[Listed records]

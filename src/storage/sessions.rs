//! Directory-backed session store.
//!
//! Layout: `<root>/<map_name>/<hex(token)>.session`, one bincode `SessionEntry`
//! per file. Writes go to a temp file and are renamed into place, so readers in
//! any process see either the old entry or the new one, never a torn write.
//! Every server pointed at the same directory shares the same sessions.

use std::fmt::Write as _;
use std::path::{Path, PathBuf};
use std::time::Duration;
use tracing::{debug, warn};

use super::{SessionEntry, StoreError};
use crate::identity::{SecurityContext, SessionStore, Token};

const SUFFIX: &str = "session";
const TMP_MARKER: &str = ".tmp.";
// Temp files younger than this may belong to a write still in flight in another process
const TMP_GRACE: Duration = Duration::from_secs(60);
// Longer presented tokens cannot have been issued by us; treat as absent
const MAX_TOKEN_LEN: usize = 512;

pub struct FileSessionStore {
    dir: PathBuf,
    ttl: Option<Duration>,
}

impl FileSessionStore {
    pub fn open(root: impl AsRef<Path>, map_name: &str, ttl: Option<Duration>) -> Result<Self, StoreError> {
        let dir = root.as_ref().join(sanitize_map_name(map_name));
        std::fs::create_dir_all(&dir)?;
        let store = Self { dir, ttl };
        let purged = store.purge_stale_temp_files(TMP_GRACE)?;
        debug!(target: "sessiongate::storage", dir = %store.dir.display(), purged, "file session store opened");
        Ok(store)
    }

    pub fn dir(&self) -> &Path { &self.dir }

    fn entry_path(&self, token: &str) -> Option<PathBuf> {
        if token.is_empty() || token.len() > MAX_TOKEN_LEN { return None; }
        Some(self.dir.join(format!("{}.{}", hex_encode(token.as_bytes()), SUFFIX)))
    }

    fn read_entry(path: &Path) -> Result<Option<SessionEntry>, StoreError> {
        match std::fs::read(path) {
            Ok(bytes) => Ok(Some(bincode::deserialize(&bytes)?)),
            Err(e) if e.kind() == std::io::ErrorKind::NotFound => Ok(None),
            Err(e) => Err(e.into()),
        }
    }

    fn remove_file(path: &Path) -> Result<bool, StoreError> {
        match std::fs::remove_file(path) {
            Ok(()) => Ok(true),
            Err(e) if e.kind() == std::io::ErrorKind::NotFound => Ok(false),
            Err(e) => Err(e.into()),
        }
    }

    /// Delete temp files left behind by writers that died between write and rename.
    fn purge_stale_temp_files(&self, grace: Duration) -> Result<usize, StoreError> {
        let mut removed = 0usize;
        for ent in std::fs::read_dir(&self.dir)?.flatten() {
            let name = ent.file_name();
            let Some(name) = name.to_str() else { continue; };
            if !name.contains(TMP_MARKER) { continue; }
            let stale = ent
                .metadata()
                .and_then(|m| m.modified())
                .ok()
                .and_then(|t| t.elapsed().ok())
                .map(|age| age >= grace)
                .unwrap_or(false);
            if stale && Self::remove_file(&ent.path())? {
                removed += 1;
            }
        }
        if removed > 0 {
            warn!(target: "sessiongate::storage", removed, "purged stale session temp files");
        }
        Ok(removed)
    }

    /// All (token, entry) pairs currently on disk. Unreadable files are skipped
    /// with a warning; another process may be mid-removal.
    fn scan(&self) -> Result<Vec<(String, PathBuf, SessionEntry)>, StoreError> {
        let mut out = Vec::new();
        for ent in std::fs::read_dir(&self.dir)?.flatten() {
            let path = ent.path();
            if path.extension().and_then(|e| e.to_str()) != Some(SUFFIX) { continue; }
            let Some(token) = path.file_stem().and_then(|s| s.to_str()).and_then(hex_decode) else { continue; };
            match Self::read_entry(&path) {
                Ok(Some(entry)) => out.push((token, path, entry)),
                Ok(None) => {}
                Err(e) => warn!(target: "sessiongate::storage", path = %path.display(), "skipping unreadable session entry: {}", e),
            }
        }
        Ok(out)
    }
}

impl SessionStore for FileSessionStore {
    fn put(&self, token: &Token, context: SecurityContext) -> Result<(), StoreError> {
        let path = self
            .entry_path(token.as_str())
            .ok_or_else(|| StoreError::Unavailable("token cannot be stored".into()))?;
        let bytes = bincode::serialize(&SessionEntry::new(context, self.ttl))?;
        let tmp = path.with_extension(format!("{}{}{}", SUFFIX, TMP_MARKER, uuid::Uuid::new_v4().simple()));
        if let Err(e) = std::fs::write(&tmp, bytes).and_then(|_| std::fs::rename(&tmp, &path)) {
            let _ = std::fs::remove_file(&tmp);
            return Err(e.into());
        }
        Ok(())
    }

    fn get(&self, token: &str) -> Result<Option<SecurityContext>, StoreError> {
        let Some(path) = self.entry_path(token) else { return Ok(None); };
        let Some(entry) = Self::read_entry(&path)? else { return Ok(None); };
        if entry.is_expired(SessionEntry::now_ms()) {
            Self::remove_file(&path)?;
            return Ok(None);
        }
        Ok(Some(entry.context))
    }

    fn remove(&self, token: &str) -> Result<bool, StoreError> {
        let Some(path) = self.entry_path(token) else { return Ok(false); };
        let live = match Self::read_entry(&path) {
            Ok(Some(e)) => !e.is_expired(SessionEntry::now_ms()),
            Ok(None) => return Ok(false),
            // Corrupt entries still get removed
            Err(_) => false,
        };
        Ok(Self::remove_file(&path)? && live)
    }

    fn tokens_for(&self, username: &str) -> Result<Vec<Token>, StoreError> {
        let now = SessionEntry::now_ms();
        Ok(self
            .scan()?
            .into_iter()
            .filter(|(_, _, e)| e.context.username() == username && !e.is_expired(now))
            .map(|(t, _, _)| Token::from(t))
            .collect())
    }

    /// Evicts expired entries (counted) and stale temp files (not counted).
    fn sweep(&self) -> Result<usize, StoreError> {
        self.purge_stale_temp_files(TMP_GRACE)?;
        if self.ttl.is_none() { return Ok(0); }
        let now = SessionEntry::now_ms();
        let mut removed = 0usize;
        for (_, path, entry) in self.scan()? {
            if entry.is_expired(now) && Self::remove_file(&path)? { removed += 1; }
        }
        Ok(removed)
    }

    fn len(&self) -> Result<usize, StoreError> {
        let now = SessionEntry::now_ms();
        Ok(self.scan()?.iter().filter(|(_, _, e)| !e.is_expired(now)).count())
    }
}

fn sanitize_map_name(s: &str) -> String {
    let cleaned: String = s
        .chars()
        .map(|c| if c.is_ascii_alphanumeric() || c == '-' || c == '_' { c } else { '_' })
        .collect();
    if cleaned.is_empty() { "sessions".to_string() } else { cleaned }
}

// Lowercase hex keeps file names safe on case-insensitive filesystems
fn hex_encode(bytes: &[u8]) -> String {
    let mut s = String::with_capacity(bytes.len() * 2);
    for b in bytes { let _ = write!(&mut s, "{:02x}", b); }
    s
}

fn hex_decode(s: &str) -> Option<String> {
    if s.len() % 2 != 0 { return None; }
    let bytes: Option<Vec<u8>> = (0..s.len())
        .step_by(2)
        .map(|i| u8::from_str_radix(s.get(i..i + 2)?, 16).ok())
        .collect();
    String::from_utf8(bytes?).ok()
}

[/Listed records]
[Listed records]

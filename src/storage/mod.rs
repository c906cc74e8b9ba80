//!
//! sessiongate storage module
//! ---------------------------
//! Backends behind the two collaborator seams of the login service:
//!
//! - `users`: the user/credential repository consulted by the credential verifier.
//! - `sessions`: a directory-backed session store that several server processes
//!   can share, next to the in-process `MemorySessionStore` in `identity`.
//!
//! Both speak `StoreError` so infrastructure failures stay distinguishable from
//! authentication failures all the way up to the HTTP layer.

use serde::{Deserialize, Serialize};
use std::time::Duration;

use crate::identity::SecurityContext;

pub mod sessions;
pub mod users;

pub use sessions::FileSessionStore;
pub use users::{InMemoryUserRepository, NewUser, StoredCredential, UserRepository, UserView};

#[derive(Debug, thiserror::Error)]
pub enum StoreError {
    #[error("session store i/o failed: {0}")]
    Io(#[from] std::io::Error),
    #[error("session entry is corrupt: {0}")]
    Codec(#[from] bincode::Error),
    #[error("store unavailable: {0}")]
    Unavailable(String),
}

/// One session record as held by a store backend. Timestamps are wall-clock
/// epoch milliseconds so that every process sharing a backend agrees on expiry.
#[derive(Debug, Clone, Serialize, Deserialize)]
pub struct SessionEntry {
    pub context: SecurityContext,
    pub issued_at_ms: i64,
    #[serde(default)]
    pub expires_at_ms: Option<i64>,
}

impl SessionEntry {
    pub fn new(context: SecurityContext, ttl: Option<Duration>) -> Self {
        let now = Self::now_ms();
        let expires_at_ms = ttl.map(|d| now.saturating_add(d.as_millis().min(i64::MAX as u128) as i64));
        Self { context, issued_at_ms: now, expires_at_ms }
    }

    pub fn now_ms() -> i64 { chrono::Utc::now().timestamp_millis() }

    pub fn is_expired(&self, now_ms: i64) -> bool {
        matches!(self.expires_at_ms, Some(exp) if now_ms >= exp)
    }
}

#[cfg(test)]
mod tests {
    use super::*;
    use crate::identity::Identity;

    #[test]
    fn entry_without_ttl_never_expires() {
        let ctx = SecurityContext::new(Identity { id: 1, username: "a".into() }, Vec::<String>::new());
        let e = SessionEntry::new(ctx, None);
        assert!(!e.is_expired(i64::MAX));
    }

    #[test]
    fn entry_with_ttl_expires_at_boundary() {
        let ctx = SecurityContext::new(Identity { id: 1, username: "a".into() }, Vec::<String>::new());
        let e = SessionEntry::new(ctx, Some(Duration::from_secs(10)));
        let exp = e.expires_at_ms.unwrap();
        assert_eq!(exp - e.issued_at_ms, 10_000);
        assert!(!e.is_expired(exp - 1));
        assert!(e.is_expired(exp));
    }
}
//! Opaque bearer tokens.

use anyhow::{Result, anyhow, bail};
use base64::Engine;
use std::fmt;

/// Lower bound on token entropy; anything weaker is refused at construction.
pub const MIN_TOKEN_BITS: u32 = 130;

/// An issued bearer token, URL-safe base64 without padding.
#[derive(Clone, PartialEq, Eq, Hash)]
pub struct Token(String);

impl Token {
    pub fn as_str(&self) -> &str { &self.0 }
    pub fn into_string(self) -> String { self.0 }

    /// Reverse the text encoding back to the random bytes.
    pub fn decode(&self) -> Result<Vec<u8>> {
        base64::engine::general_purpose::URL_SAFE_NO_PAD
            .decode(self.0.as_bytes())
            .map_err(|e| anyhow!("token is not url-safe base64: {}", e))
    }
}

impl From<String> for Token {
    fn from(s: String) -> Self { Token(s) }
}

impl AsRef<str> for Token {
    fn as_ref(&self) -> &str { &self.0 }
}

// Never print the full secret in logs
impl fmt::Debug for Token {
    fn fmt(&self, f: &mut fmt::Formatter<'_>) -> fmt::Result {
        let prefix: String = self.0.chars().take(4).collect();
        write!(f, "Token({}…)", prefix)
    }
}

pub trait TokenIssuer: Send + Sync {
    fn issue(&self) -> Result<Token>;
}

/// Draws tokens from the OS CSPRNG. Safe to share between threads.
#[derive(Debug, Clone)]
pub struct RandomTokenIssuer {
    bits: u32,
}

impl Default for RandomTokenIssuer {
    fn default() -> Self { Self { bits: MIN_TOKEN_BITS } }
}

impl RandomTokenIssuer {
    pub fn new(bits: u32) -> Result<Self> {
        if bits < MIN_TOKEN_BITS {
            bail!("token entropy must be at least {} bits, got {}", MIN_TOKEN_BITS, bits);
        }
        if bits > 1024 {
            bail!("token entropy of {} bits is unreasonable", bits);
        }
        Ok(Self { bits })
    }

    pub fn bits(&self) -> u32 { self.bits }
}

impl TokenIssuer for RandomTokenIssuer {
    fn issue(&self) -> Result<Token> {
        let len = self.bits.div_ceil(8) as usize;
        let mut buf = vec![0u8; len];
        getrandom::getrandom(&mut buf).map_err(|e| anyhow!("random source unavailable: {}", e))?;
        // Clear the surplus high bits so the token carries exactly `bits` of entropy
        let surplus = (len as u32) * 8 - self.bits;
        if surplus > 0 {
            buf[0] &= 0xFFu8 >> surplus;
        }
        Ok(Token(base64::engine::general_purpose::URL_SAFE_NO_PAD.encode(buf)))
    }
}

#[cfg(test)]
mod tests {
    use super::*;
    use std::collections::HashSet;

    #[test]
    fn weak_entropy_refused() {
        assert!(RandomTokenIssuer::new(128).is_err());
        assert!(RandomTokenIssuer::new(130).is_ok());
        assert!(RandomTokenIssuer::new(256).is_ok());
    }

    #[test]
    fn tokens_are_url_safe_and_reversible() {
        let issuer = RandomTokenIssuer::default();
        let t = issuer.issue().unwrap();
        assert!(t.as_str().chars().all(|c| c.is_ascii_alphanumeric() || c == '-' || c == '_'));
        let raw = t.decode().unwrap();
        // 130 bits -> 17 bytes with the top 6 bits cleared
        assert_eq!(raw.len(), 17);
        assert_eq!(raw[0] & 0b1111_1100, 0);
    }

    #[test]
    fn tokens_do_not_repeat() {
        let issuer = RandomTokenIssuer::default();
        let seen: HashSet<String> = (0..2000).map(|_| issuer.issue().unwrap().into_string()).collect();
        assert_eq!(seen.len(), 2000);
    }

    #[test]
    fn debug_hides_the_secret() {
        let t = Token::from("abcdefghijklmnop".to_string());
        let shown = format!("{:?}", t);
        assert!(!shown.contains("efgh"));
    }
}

[/Listed records]

* _Problem to work on_: From the line holding "pub fn open(root: impl" to the line holding "let name = ent.file_name();", inclusive, restate each line above exactly as written.

* _Finished exercise_:
    pub fn open(root: impl AsRef<Path>, map_name: &str, ttl: Option<Duration>) -> Result<Self, StoreError> {
        let dir = root.as_ref().join(sanitize_map_name(map_name));
        std::fs::create_dir_all(&dir)?;
        let store = Self { dir, ttl };
        let purged = store.purge_stale_temp_files(TMP_GRACE)?;
        debug!(target: "sessiongate::storage", dir = %store.dir.display(), purged, "file session store opened");
        Ok(store)
    }

    pub fn dir(&self) -> &Path { &self.dir }

    fn entry_path(&self, token: &str) -> Option<PathBuf> {
        if token.is_empty() || token.len() > MAX_TOKEN_LEN { return None; }
        Some(self.dir.join(format!("{}.{}", hex_encode(token.as_bytes()), SUFFIX)))
    }

    fn read_entry(path: &Path) -> Result<Option<SessionEntry>, StoreError> {
        match std::fs::read(path) {
            Ok(bytes) => Ok(Some(bincode::deserialize(&bytes)?)),
            Err(e) if e.kind() == std::io::ErrorKind::NotFound => Ok(None),
            Err(e) => Err(e.into()),
        }
    }

    fn remove_file(path: &Path) -> Result<bool, StoreError> {
        match std::fs::remove_file(path) {
            Ok(()) => Ok(true),
            Err(e) if e.kind() == std::io::ErrorKind::NotFound => Ok(false),
            Err(e) => Err(e.into()),
        }
    }

    /// Delete temp files left behind by writers that died between write and rename.
    fn purge_stale_temp_files(&self, grace: Duration) -> Result<usize, StoreError> {
        let mut removed = 0usize;
        for ent in std::fs::read_dir(&self.dir)?.flatten() {
            let name = ent.file_name();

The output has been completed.